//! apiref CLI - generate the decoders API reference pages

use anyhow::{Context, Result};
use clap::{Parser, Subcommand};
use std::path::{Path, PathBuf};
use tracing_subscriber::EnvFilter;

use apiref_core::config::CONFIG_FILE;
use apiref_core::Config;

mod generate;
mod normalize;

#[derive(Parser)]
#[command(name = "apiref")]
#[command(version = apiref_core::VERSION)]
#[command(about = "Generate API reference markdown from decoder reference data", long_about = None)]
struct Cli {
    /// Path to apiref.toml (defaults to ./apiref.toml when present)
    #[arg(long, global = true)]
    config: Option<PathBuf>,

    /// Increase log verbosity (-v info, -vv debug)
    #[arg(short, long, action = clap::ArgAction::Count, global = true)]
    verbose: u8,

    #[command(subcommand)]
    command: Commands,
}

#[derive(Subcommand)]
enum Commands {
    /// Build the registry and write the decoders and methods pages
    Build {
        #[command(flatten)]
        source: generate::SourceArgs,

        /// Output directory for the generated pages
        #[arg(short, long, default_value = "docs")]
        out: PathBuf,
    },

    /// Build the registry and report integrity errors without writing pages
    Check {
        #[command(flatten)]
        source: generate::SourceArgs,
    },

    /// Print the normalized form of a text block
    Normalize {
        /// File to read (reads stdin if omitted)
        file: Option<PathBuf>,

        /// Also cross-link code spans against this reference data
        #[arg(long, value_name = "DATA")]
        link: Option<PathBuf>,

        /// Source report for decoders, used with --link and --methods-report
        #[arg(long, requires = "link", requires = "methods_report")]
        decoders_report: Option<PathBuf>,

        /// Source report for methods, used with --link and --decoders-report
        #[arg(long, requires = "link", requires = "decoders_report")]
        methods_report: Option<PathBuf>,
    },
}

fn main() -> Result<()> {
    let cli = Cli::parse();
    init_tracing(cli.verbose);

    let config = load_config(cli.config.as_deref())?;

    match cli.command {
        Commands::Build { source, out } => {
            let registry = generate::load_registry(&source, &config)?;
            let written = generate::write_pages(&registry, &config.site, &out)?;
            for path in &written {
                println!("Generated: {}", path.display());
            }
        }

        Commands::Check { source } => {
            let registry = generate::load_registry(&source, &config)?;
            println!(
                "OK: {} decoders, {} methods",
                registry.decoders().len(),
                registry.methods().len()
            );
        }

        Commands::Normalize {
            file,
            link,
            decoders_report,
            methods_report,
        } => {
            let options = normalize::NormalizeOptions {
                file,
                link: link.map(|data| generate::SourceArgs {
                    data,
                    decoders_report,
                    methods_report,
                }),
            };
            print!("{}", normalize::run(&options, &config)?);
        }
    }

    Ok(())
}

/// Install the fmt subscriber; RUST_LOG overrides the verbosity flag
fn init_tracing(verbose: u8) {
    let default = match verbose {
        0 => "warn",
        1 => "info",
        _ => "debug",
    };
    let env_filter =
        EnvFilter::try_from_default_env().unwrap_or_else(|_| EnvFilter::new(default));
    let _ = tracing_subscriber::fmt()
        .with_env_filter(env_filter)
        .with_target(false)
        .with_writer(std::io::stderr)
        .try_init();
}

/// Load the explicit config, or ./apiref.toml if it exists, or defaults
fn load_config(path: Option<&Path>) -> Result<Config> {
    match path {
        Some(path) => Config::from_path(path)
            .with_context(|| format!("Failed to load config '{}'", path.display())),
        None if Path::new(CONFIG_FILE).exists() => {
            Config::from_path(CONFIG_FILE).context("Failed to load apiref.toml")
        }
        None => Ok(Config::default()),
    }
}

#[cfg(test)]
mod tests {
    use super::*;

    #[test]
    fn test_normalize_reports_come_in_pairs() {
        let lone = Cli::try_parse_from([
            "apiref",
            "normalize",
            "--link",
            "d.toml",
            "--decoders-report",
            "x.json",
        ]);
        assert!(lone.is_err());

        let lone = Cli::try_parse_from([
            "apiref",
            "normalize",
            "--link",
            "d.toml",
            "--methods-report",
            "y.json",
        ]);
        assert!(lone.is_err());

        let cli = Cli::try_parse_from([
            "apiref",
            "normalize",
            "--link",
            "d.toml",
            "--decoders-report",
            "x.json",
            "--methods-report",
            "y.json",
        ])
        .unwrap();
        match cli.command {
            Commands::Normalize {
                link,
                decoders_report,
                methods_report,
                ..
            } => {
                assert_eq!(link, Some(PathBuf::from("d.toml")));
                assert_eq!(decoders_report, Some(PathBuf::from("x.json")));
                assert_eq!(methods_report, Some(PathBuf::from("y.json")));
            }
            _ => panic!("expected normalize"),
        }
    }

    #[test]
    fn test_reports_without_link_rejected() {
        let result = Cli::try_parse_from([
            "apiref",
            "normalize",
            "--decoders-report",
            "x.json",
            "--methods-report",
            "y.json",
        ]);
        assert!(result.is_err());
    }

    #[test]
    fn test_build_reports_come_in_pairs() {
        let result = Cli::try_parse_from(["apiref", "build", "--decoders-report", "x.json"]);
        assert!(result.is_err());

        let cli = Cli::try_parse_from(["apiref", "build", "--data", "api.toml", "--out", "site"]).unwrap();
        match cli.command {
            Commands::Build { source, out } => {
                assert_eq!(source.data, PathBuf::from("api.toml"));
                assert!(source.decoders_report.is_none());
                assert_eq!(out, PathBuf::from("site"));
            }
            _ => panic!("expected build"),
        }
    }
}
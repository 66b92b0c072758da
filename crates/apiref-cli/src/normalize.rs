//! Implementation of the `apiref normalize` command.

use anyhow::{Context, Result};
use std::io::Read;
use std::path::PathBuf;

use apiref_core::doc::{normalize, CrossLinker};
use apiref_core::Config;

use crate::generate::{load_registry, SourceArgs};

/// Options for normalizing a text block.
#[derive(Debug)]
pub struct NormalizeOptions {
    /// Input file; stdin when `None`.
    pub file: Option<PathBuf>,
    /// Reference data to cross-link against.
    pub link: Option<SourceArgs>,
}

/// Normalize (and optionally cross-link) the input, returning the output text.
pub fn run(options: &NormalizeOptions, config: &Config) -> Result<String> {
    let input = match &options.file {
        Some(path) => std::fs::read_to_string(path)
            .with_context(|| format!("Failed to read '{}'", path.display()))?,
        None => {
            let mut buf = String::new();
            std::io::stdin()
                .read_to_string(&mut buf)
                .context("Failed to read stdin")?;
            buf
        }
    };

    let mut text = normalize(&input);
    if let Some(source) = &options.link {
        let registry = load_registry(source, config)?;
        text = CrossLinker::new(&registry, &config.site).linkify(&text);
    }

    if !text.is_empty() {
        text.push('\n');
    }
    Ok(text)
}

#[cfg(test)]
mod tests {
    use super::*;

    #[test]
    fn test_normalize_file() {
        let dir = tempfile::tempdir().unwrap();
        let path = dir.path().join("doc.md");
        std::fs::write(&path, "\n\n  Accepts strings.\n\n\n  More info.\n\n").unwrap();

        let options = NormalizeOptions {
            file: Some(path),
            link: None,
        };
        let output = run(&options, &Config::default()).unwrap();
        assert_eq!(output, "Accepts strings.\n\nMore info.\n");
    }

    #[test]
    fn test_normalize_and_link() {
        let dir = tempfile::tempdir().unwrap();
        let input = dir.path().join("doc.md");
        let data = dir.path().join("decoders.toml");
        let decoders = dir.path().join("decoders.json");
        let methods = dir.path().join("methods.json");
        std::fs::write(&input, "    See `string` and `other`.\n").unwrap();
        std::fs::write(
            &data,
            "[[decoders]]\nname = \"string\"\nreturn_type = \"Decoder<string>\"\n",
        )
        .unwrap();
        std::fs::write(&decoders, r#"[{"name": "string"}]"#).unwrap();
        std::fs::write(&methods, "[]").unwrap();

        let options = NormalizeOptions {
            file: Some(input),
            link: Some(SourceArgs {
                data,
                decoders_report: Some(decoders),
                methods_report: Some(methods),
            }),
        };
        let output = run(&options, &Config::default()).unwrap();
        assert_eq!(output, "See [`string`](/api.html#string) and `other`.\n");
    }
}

What you should do
Identify each line of the material where the word "Failed" shows up, and copy it.

Response for this exercise
            .with_context(|| format!("Failed to load config '{}'", path.display())),
            Config::from_path(CONFIG_FILE).context("Failed to load apiref.toml")
            .with_context(|| format!("Failed to read '{}'", path.display()))?,
                .context("Failed to read stdin")?;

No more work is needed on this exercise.